Your job with the data below is to output exactly the lines from the one holding "pub struct QuoteInputs" down to the one holding "handle f64 comparison", both included, and no others.

-------------------------

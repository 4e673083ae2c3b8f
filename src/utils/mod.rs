// Shared numeric helpers
pub mod maths_utils;

pub use maths_utils::{round_to_cents, to_pct};
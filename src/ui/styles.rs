use crate::ui::config::UI_CONFIG;
use eframe::egui::{Color32, RichText, Ui};

/// Extension trait adding semantic styling methods directly to `egui::Ui`.
pub trait UiStyleExt {
    /// Small, gray text (captions and secondary labels).
    fn label_subdued(&mut self, text: impl Into<String>);

    /// A "Label: Value" pair; the label subdued, the value colored.
    fn metric(&mut self, label: &str, value: &str, color: Color32);

    /// A sub-section header in the configured accent color.
    fn label_subheader(&mut self, text: impl Into<String>);

    /// An error message (red).
    fn label_error(&mut self, text: impl Into<String>);

    /// A warning/advisory message (gold).
    fn label_warning(&mut self, text: impl Into<String>);
}

impl UiStyleExt for Ui {
    fn label_subdued(&mut self, text: impl Into<String>) {
        self.label(RichText::new(text).small().color(Color32::GRAY));
    }

    fn metric(&mut self, label: &str, value: &str, color: Color32) {
        self.horizontal(|ui| {
            ui.spacing_mut().item_spacing.x = 2.0; // Tight spacing
            ui.label_subdued(format!("{}:", label));
            ui.label(RichText::new(value).small().color(color));
        });
    }

    fn label_subheader(&mut self, text: impl Into<String>) {
        self.label(RichText::new(text).color(UI_CONFIG.colors.subsection_heading));
    }

    fn label_error(&mut self, text: impl Into<String>) {
        self.label(RichText::new(text).color(Color32::from_rgb(255, 100, 100)));
    }

    fn label_warning(&mut self, text: impl Into<String>) {
        self.label(RichText::new(text).small().color(Color32::from_rgb(255, 215, 0)));
    }
}
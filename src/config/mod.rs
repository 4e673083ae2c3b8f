//! Configuration module for the rate-scope application.

pub mod pricing;

mod debug; // Private; files must use crate::config::DEBUG_FLAGS not crate::config::debug::DEBUG_FLAGS
pub use debug::DEBUG_FLAGS;

pub mod persistence;

// Re-export commonly used items
pub use persistence::APP_STATE_PATH;
pub use pricing::{BASE_HOURLY_COST, PRICING, TARGET_GROSS_MARGIN_PCT};
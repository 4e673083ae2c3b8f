use eframe::egui::Color32;

pub use crate::ui::ui_text::{UI_TEXT, UiText};

/// UI Colors for consistent theming
#[derive(Clone, Copy, Default)]
pub struct UiColors {
    pub label: Color32,
    pub heading: Color32,
    pub subsection_heading: Color32,
    pub central_panel: Color32,
    pub side_panel: Color32,
    pub rate_headline: Color32,
    pub margin_healthy: Color32,
    pub margin_thin: Color32,
}

/// Main UI configuration struct that holds all UI-related settings
#[derive(Default, Clone, Copy)]
pub struct UiConfig {
    pub colors: UiColors,
}

/// Global UI configuration instance
pub static UI_CONFIG: UiConfig = UiConfig {
    colors: UiColors {
        label: Color32::GRAY,
        heading: Color32::from_rgb(235, 210, 120),
        subsection_heading: Color32::from_rgb(215, 160, 80),
        central_panel: Color32::from_rgb(28, 30, 38),
        side_panel: Color32::from_rgb(22, 22, 26),
        rate_headline: Color32::from_rgb(130, 200, 255),
        margin_healthy: Color32::from_rgb(130, 200, 140),
        margin_thin: Color32::from_rgb(255, 140, 120),
    },
};
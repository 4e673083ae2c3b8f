use serde::{Deserialize, Serialize};

use crate::config::PRICING;
use crate::domain::pricing_error::PricingError;

/// The committed input snapshot for one quote computation.
///
/// This struct represents everything the pricing engine needs to produce a
/// quote. It implements PartialEq (via bit-identity on the floats) so the
/// UI can detect real changes and skip redundant recomputations.
#[derive(Clone, Debug, Serialize, Deserialize)]
pub struct QuoteInputs {
    #[serde(default = "default_competitor_price")]
    pub competitor_price: f64,
    #[serde(default = "default_num_units")]
    pub num_units: u32,
    #[serde(default = "default_hours_per_week")]
    pub hours_per_week: f64,
    #[serde(default = "default_competitor_discount")]
    pub competitor_discount: f64,
    /// Target gross margin floor. Only read by the margin-flooring
    /// strategy; carried in the snapshot so strategy switches never need
    /// to re-collect inputs.
    #[serde(default = "default_min_gross_margin")]
    pub min_gross_margin: f64,
}

fn default_competitor_price() -> f64 {
    PRICING.ranges.competitor_price.default
}

fn default_num_units() -> u32 {
    PRICING.ranges.num_units.default as u32
}

fn default_hours_per_week() -> f64 {
    PRICING.ranges.hours_per_week.default
}

fn default_competitor_discount() -> f64 {
    PRICING.ranges.competitor_discount.default
}

fn default_min_gross_margin() -> f64 {
    PRICING.ranges.min_gross_margin.default
}

impl Default for QuoteInputs {
    fn default() -> Self {
        Self {
            competitor_price: default_competitor_price(),
            num_units: default_num_units(),
            hours_per_week: default_hours_per_week(),
            competitor_discount: default_competitor_discount(),
            min_gross_margin: default_min_gross_margin(),
        }
    }
}

// Manual PartialEq implementation to handle f64 comparison
impl PartialEq for QuoteInputs {
    fn eq(&self, other: &Self) -> bool {
        self.competitor_price.to_bits() == other.competitor_price.to_bits()
            && self.num_units == other.num_units
            && self.hours_per_week.to_bits() == other.hours_per_week.to_bits()
            && self.competitor_discount.to_bits() == other.competitor_discount.to_bits()
            && self.min_gross_margin.to_bits() == other.min_gross_margin.to_bits()
    }
}

impl Eq for QuoteInputs {}

// Manual Hash implementation to handle f64 hashing
impl std::hash::Hash for QuoteInputs {
    fn hash<H: std::hash::Hasher>(&self, state: &mut H) {
        self.competitor_price.to_bits().hash(state);
        self.num_units.hash(state);
        self.hours_per_week.to_bits().hash(state);
        self.competitor_discount.to_bits().hash(state);
        self.min_gross_margin.to_bits().hash(state);
    }
}

impl QuoteInputs {
    /// Validates the snapshot against the documented domain constraints.
    ///
    /// Rejections are synchronous and total: a snapshot that fails here
    /// never reaches a formula. `num_units == 0` is allowed (it simply
    /// earns no premium), and `min_gross_margin == 1.0` passes validation
    /// so the flooring formula can report it as the division-by-zero it
    /// actually is.
    pub fn validate(&self) -> Result<(), PricingError> {
        if !self.competitor_price.is_finite()
            || !self.hours_per_week.is_finite()
            || !self.competitor_discount.is_finite()
            || !self.min_gross_margin.is_finite()
        {
            return Err(PricingError::InvalidInput(
                "all inputs must be finite numbers".to_string(),
            ));
        }
        if self.competitor_price <= 0.0 {
            return Err(PricingError::InvalidInput(format!(
                "competitor price must be positive, got {}",
                self.competitor_price
            )));
        }
        if !(0.0..1.0).contains(&self.competitor_discount) {
            return Err(PricingError::InvalidInput(format!(
                "competitor discount must be in [0, 1), got {}",
                self.competitor_discount
            )));
        }
        if self.hours_per_week <= 0.0 || self.hours_per_week > PRICING.formula.hours_in_week {
            return Err(PricingError::InvalidInput(format!(
                "hours per week must be in (0, {}], got {}",
                PRICING.formula.hours_in_week, self.hours_per_week
            )));
        }
        if !(0.0..=1.0).contains(&self.min_gross_margin) {
            return Err(PricingError::InvalidInput(format!(
                "minimum gross margin must be in [0, 1], got {}",
                self.min_gross_margin
            )));
        }
        Ok(())
    }
}

#[cfg(test)]
mod tests {
    use super::*;

    #[test]
    fn test_defaults_are_valid() {
        let inputs = QuoteInputs::default();
        assert!(inputs.validate().is_ok());
        assert_eq!(inputs.num_units, 200);
        assert_eq!(inputs.hours_per_week, 168.0);
    }

    #[test]
    fn test_rejects_negative_price() {
        let inputs = QuoteInputs {
            competitor_price: -5.0,
            ..Default::default()
        };
        assert!(matches!(
            inputs.validate(),
            Err(PricingError::InvalidInput(_))
        ));
    }

    #[test]
    fn test_rejects_discount_of_one_or_more() {
        let inputs = QuoteInputs {
            competitor_discount: 1.0,
            ..Default::default()
        };
        assert!(inputs.validate().is_err());

        let inputs = QuoteInputs {
            competitor_discount: 1.5,
            ..Default::default()
        };
        assert!(inputs.validate().is_err());
    }

    #[test]
    fn test_rejects_hours_outside_domain() {
        let zero_hours = QuoteInputs {
            hours_per_week: 0.0,
            ..Default::default()
        };
        assert!(zero_hours.validate().is_err());

        let over_a_week = QuoteInputs {
            hours_per_week: 169.0,
            ..Default::default()
        };
        assert!(over_a_week.validate().is_err());
    }

    #[test]
    fn test_rejects_non_finite_fields() {
        let inputs = QuoteInputs {
            competitor_price: f64::NAN,
            ..Default::default()
        };
        assert!(inputs.validate().is_err());

        let inputs = QuoteInputs {
            hours_per_week: f64::INFINITY,
            ..Default::default()
        };
        assert!(inputs.validate().is_err());
    }

    #[test]
    fn test_zero_units_is_valid() {
        let inputs = QuoteInputs {
            num_units: 0,
            ..Default::default()
        };
        assert!(inputs.validate().is_ok());
    }

    #[test]
    fn test_margin_of_exactly_one_passes_validation() {
        // The flooring formula owns this case and reports DivisionByZero
        let inputs = QuoteInputs {
            min_gross_margin: 1.0,
            ..Default::default()
        };
        assert!(inputs.validate().is_ok());
    }

    #[test]
    fn test_equality_is_bitwise_on_floats() {
        let a = QuoteInputs::default();
        let mut b = a.clone();
        assert_eq!(a, b);

        b.competitor_price += 0.01;
        assert_ne!(a, b);
    }
}
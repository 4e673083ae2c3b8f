use std::hash::{Hash, Hasher};

use eframe::egui::{self, Color32};
use egui_plot::{AxisHints, Corner, HPlacement, Legend, Line, LineStyle, MarkerShape, Plot,
                PlotPoints, Points};

use crate::config::PRICING;
use crate::domain::{QuoteDetail, QuoteInputs, RateQuote};
use crate::engine::{PricingStrategy, compute_quote};
use crate::ui::ui_text::UI_TEXT;

#[cfg(debug_assertions)]
use crate::config::DEBUG_FLAGS;

/// Sampling stride for the rate-vs-units curve.
const UNIT_STEP: u32 = 10;

/// Precomputed curve data for one (inputs, strategy) snapshot.
#[derive(Clone)]
pub struct CurveCache {
    pub inputs_hash: u64,
    /// Suggested rate sampled across the unit-count range
    pub curve: Vec<[f64; 2]>,
    /// Margin-floor lower bound, flooring strategy only
    pub floor_curve: Option<Vec<[f64; 2]>>,
    /// The operating point for the committed snapshot
    pub current: [f64; 2],
}

/// Renders the "suggested rate vs building size" sensitivity curve.
///
/// The curve is recomputed only when the committed inputs or the strategy
/// actually change; repaints in between reuse the cache.
#[derive(Default)]
pub struct RatePlotView {
    cache: Option<CurveCache>,
}

impl RatePlotView {
    pub fn new() -> Self {
        Self { cache: None }
    }

    pub fn clear_cache(&mut self) {
        self.cache = None;
    }

    pub fn show_rate_curve(
        &mut self,
        ui: &mut egui::Ui,
        inputs: &QuoteInputs,
        strategy: PricingStrategy,
        quote: &RateQuote,
    ) {
        let cache = self.calculate_curve(inputs, strategy, quote);

        let legend = Legend::default().position(Corner::RightTop);

        Plot::new("rate_curve")
            .legend(legend)
            .height(280.0)
            .custom_x_axes(vec![create_x_axis()])
            .custom_y_axes(vec![create_y_axis()])
            .allow_scroll(false)
            .allow_zoom(false)
            .allow_drag(false)
            .allow_boxed_zoom(false)
            .show(ui, |plot_ui| {
                plot_ui.line(
                    Line::new(UI_TEXT.plot_curve_name, PlotPoints::new(cache.curve.clone()))
                        .color(Color32::from_rgb(130, 200, 255))
                        .width(2.0),
                );

                if let Some(floor) = &cache.floor_curve {
                    plot_ui.line(
                        Line::new(UI_TEXT.plot_floor_name, PlotPoints::new(floor.clone()))
                            .color(Color32::from_rgb(255, 180, 100))
                            .style(LineStyle::Dashed { length: 6.0 }),
                    );
                }

                plot_ui.points(
                    Points::new(
                        UI_TEXT.plot_current_point,
                        PlotPoints::new(vec![cache.current]),
                    )
                    .shape(MarkerShape::Circle)
                    .radius(5.0)
                    .color(Color32::from_rgb(130, 200, 140)),
                );
            });
    }

    fn calculate_curve(
        &mut self,
        inputs: &QuoteInputs,
        strategy: PricingStrategy,
        quote: &RateQuote,
    ) -> CurveCache {
        let mut hasher = std::collections::hash_map::DefaultHasher::new();
        inputs.hash(&mut hasher);
        strategy.hash(&mut hasher);
        let current_hash = hasher.finish();

        if let Some(cache) = &self.cache {
            if cache.inputs_hash == current_hash {
                #[cfg(debug_assertions)]
                if DEBUG_FLAGS.print_plot_cache_stats {
                    log::info!("Rate curve cache hit ({:#x})", current_hash);
                }
                return cache.clone();
            }
        }

        let max_units = PRICING.ranges.num_units.max as u32;

        // Sweep the unit count while holding every other input fixed. Each
        // sample shares the committed snapshot's validity, so failures can
        // only be the flooring margin==1 case, which never reaches here
        // (the central panel shows the error instead of the plot).
        let curve: Vec<[f64; 2]> = (0..=max_units)
            .step_by(UNIT_STEP as usize)
            .filter_map(|units| {
                let sample = QuoteInputs {
                    num_units: units,
                    ..inputs.clone()
                };
                compute_quote(&sample, strategy)
                    .ok()
                    .map(|q| [units as f64, q.hourly_rate])
            })
            .collect();

        let floor_curve = match quote.detail {
            QuoteDetail::MarginFloor { min_price, .. } => {
                let hours_factor = 1.0
                    - (inputs.hours_per_week / PRICING.formula.hours_in_week)
                        * PRICING.formula.full_time_discount;
                Some(
                    (0..=max_units)
                        .step_by(UNIT_STEP as usize)
                        .map(|units| {
                            let unit_factor =
                                1.0 + units as f64 / PRICING.formula.flooring_unit_scale;
                            [units as f64, min_price * unit_factor * hours_factor]
                        })
                        .collect(),
                )
            }
            QuoteDetail::MarginReport { .. } => None,
        };

        let cache = CurveCache {
            inputs_hash: current_hash,
            curve,
            floor_curve,
            current: [inputs.num_units as f64, quote.hourly_rate],
        };

        self.cache = Some(cache.clone());
        cache
    }
}

fn create_x_axis() -> AxisHints<'static> {
    AxisHints::new_x()
        .label(UI_TEXT.plot_x_axis)
        .formatter(|grid_mark, _range| format!("{:.0}", grid_mark.value))
}

fn create_y_axis() -> AxisHints<'static> {
    AxisHints::new_y()
        .label(UI_TEXT.plot_y_axis)
        .formatter(|grid_mark, _range| format!("${:.2}", grid_mark.value))
        .placement(HPlacement::Left)
}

-------------------------

Response box =>
pub struct QuoteInputs {
    #[serde(default = "default_competitor_price")]
    pub competitor_price: f64,
    #[serde(default = "default_num_units")]
    pub num_units: u32,
    #[serde(default = "default_hours_per_week")]
    pub hours_per_week: f64,
    #[serde(default = "default_competitor_discount")]
    pub competitor_discount: f64,
    /// Target gross margin floor. Only read by the margin-flooring
    /// strategy; carried in the snapshot so strategy switches never need
    /// to re-collect inputs.
    #[serde(default = "default_min_gross_margin")]
    pub min_gross_margin: f64,
}

fn default_competitor_price() -> f64 {
    PRICING.ranges.competitor_price.default
}

fn default_num_units() -> u32 {
    PRICING.ranges.num_units.default as u32
}

fn default_hours_per_week() -> f64 {
    PRICING.ranges.hours_per_week.default
}

fn default_competitor_discount() -> f64 {
    PRICING.ranges.competitor_discount.default
}

fn default_min_gross_margin() -> f64 {
    PRICING.ranges.min_gross_margin.default
}

impl Default for QuoteInputs {
    fn default() -> Self {
        Self {
            competitor_price: default_competitor_price(),
            num_units: default_num_units(),
            hours_per_week: default_hours_per_week(),
            competitor_discount: default_competitor_discount(),
            min_gross_margin: default_min_gross_margin(),
        }
    }
}

// Manual PartialEq implementation to handle f64 comparison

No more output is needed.